(Collected data)
============

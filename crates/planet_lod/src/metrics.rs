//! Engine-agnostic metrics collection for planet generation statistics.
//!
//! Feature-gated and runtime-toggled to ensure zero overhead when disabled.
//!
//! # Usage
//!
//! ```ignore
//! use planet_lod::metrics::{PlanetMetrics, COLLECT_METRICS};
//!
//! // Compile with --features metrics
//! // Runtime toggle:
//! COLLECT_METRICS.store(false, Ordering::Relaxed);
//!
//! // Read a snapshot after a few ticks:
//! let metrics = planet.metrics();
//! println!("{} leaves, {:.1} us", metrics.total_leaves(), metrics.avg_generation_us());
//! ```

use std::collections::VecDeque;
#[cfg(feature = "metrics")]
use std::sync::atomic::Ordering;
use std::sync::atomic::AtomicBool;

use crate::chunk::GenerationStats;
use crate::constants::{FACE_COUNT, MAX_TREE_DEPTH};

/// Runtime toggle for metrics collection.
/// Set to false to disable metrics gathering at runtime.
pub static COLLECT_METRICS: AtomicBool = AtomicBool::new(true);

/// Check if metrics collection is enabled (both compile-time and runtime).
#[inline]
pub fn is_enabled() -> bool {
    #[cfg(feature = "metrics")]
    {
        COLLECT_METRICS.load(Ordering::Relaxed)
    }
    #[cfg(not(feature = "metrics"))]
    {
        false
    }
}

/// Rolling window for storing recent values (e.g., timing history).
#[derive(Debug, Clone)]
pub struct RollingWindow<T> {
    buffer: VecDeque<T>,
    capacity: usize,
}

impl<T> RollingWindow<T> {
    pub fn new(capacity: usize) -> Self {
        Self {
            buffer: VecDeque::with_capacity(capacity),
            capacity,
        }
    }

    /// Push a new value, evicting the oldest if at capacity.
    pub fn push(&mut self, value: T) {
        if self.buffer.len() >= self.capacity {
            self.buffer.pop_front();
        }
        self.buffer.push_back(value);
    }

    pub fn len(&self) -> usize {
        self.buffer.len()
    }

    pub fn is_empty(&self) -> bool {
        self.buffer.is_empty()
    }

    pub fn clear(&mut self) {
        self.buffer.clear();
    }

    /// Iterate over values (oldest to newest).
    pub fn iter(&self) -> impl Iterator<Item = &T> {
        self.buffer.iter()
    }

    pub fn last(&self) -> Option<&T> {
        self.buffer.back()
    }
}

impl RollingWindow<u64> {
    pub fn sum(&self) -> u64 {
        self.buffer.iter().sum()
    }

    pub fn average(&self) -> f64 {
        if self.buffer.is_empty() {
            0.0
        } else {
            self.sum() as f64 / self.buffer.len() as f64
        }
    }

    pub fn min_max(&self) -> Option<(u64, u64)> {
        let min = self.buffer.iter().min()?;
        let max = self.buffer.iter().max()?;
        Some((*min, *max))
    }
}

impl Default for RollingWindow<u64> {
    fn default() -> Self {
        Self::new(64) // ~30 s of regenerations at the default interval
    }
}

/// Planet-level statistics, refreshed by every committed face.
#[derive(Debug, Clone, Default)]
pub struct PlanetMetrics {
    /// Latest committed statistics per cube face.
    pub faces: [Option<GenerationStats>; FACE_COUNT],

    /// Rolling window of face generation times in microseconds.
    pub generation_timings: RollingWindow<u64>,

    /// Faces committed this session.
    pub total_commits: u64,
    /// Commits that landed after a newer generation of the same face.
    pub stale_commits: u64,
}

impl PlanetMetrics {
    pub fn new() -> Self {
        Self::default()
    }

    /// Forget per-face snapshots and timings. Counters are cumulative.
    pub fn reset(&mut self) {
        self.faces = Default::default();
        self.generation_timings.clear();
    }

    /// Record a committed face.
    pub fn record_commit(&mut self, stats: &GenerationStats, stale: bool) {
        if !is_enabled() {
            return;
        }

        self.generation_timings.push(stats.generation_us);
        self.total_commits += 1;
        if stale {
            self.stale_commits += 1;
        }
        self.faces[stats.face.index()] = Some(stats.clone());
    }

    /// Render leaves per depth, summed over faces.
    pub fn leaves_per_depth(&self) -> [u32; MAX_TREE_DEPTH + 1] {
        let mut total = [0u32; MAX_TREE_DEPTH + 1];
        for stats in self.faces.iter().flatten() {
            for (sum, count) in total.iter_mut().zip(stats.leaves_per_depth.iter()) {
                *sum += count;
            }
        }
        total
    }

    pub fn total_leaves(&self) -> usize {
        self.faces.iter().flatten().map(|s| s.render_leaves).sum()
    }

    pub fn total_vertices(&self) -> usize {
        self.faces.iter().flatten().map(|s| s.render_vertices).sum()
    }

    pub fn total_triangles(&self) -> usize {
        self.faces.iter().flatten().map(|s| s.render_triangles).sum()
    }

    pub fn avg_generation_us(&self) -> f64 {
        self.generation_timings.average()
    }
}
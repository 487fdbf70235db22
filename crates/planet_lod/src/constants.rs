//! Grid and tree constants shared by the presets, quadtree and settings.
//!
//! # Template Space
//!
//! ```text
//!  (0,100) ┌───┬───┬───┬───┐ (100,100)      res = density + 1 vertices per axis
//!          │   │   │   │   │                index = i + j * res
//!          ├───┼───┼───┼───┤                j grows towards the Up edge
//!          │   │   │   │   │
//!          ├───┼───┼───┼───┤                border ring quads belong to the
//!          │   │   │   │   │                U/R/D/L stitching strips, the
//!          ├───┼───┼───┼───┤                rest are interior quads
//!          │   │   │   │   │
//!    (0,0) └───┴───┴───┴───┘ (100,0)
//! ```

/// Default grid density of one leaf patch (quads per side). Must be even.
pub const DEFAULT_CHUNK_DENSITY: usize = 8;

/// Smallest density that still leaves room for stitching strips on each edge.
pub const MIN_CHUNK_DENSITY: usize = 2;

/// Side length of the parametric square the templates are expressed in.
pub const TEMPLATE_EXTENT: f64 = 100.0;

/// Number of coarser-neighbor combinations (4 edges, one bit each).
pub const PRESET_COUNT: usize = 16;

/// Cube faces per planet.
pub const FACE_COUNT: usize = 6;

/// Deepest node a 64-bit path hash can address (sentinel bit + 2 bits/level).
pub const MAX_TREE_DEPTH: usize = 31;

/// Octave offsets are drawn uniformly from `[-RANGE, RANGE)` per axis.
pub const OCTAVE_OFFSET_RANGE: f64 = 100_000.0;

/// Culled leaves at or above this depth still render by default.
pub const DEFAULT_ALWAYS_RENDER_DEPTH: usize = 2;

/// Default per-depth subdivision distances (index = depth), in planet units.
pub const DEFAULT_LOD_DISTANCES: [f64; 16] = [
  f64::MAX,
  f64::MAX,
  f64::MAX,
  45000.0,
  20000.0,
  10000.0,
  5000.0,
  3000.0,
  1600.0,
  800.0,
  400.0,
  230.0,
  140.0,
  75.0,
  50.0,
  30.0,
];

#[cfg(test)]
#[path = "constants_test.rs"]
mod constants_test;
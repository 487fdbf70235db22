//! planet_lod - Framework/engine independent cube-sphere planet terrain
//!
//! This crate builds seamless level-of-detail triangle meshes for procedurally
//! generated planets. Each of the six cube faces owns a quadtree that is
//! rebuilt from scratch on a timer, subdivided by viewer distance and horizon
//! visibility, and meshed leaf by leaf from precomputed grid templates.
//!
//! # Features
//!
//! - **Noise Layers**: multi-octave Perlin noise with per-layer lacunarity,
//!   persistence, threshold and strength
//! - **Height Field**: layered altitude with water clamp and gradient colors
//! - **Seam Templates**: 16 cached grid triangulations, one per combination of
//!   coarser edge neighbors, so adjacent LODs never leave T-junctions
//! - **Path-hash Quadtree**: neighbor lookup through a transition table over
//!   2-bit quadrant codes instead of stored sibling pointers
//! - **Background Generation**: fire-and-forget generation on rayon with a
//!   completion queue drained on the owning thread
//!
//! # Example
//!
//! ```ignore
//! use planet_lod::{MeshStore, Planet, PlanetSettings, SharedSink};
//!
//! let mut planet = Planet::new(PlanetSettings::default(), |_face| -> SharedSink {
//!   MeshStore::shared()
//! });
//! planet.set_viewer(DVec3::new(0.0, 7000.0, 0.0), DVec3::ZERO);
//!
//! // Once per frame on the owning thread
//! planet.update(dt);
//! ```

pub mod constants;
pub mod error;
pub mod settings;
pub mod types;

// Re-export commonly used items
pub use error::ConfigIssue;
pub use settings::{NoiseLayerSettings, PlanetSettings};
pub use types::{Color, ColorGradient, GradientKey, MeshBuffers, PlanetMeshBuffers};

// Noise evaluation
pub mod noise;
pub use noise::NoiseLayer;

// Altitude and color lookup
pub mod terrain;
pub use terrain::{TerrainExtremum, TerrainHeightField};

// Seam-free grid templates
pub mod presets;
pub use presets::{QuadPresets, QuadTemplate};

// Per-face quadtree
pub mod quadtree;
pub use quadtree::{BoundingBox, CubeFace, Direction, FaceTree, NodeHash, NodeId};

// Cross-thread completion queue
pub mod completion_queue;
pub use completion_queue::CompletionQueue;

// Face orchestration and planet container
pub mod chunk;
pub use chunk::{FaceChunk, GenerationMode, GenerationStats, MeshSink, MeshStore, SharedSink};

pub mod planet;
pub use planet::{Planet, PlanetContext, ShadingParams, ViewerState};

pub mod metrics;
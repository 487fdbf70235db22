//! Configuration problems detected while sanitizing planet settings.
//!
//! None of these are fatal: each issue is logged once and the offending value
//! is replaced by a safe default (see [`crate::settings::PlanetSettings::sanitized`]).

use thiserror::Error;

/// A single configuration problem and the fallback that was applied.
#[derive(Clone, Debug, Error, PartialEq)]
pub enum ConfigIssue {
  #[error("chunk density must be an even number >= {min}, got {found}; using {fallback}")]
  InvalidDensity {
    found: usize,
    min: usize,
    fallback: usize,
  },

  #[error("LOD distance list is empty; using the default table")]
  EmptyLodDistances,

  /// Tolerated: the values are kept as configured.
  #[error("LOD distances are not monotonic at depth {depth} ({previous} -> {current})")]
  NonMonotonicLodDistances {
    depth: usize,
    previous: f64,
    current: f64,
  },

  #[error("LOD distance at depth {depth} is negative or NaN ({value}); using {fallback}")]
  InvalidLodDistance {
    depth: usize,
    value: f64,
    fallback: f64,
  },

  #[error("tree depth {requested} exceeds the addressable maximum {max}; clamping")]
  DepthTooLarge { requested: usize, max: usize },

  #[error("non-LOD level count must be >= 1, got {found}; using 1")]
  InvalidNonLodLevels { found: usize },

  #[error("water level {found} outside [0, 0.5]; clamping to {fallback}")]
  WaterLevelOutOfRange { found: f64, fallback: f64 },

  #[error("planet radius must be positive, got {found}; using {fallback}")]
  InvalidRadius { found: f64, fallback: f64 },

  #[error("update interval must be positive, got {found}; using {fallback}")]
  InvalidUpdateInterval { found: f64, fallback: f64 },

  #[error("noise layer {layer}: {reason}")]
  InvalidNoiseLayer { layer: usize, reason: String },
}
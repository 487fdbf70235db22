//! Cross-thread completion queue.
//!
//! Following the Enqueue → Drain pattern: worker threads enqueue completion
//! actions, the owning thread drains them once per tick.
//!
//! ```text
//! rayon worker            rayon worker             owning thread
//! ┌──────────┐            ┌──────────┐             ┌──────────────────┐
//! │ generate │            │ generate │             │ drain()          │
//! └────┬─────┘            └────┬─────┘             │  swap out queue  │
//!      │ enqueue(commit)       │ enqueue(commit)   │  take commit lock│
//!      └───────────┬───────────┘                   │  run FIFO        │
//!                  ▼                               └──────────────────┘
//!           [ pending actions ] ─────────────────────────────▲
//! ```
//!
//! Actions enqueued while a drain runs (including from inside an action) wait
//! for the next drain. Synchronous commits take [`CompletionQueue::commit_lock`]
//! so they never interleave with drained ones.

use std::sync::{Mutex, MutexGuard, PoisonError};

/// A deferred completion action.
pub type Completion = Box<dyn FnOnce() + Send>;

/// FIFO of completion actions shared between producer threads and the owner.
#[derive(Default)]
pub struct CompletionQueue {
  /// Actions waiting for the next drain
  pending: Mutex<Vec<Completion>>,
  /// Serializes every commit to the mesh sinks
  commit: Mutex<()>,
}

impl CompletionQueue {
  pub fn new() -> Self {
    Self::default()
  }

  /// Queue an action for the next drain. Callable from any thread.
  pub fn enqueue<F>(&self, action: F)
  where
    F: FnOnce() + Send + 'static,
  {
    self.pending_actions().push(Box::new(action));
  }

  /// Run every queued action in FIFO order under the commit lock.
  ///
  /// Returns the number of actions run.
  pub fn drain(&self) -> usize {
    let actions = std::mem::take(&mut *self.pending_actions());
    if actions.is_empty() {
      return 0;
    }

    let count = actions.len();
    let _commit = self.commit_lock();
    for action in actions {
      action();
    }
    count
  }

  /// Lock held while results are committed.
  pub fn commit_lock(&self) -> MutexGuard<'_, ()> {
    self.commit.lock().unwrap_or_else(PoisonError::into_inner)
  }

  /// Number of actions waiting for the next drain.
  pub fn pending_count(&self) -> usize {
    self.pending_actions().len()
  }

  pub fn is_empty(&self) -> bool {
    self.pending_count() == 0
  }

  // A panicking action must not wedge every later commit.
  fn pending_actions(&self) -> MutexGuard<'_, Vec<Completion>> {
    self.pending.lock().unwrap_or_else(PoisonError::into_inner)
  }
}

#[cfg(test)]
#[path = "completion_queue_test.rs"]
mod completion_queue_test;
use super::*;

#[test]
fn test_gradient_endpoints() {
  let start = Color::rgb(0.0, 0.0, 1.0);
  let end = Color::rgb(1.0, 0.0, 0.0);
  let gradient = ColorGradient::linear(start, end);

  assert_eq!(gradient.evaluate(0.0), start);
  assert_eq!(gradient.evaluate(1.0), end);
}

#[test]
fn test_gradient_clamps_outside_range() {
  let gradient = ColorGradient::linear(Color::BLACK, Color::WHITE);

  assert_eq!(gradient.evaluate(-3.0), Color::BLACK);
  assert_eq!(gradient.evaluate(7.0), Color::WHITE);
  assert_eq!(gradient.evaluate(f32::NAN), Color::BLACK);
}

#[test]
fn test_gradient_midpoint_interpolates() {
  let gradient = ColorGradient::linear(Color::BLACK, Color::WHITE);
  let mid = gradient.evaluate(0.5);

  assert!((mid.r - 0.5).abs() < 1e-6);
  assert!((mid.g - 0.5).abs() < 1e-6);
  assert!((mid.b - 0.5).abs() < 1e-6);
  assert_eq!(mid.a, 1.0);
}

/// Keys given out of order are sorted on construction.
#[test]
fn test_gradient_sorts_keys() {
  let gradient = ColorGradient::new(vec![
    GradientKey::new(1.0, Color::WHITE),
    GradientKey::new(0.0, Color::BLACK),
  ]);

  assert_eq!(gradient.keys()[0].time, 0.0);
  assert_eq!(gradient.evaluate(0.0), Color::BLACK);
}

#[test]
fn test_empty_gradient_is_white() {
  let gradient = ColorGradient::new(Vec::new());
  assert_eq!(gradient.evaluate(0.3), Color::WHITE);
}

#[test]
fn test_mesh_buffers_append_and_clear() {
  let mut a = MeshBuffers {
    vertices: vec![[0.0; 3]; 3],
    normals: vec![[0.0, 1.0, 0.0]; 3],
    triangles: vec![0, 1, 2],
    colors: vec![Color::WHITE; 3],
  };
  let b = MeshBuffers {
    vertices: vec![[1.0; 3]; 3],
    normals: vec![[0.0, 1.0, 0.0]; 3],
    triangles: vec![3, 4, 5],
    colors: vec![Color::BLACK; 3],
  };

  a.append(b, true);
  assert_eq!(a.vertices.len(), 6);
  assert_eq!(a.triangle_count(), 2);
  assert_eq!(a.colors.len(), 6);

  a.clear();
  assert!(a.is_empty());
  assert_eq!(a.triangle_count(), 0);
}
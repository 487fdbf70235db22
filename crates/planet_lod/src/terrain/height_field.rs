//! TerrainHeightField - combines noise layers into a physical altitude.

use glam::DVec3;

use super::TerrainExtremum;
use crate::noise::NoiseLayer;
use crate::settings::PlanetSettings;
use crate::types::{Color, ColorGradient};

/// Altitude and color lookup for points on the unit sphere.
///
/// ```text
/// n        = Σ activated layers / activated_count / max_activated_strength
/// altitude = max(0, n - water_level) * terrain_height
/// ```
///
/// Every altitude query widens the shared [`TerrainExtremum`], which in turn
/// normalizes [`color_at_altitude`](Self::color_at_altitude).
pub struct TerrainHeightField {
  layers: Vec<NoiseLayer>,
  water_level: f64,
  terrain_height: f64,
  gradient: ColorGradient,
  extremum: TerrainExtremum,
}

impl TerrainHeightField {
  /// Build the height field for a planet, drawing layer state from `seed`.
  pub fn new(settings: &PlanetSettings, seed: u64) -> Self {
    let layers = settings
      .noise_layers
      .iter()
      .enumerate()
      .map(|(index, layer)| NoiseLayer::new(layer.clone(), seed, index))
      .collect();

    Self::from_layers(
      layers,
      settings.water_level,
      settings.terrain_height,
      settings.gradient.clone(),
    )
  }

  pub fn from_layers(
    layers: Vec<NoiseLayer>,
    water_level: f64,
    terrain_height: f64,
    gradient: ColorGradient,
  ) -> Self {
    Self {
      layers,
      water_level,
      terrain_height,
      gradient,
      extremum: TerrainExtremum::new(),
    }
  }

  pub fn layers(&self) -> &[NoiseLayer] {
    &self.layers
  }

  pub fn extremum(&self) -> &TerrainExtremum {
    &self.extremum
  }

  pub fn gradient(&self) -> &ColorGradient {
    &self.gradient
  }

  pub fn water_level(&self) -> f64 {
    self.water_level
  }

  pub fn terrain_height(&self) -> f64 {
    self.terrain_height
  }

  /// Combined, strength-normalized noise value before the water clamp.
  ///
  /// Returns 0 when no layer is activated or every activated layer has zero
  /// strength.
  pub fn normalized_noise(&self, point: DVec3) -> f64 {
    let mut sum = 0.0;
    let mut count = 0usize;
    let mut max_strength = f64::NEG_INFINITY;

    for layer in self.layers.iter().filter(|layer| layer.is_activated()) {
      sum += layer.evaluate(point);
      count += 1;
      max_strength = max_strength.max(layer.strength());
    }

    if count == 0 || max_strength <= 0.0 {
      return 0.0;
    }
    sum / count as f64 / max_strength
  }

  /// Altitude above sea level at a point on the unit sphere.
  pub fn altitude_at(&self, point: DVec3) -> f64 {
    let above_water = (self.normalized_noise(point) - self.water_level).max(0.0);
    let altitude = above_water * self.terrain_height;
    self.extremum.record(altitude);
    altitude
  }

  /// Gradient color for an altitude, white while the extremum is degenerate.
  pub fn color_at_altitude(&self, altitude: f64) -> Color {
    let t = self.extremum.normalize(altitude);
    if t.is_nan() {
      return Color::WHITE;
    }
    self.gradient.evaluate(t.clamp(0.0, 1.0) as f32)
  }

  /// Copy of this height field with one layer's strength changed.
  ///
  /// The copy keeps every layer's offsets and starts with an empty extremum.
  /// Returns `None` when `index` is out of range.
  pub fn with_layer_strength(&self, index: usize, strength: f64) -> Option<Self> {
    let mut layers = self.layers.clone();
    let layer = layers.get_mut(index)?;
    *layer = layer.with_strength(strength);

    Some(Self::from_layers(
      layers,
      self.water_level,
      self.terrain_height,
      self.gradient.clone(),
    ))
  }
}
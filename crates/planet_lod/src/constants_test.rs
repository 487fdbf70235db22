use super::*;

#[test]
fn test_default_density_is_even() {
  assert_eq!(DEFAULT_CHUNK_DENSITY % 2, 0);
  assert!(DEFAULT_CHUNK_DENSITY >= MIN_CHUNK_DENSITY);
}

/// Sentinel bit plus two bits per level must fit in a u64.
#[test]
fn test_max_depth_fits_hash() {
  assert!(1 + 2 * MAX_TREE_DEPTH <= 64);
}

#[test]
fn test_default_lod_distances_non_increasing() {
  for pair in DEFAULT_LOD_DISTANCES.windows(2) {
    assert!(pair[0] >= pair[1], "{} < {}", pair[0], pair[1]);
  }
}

============

Goal of the exercise:
Tell me how many lines in the records above include the word "table"; the number is all that is needed.

Answer to this problem:
2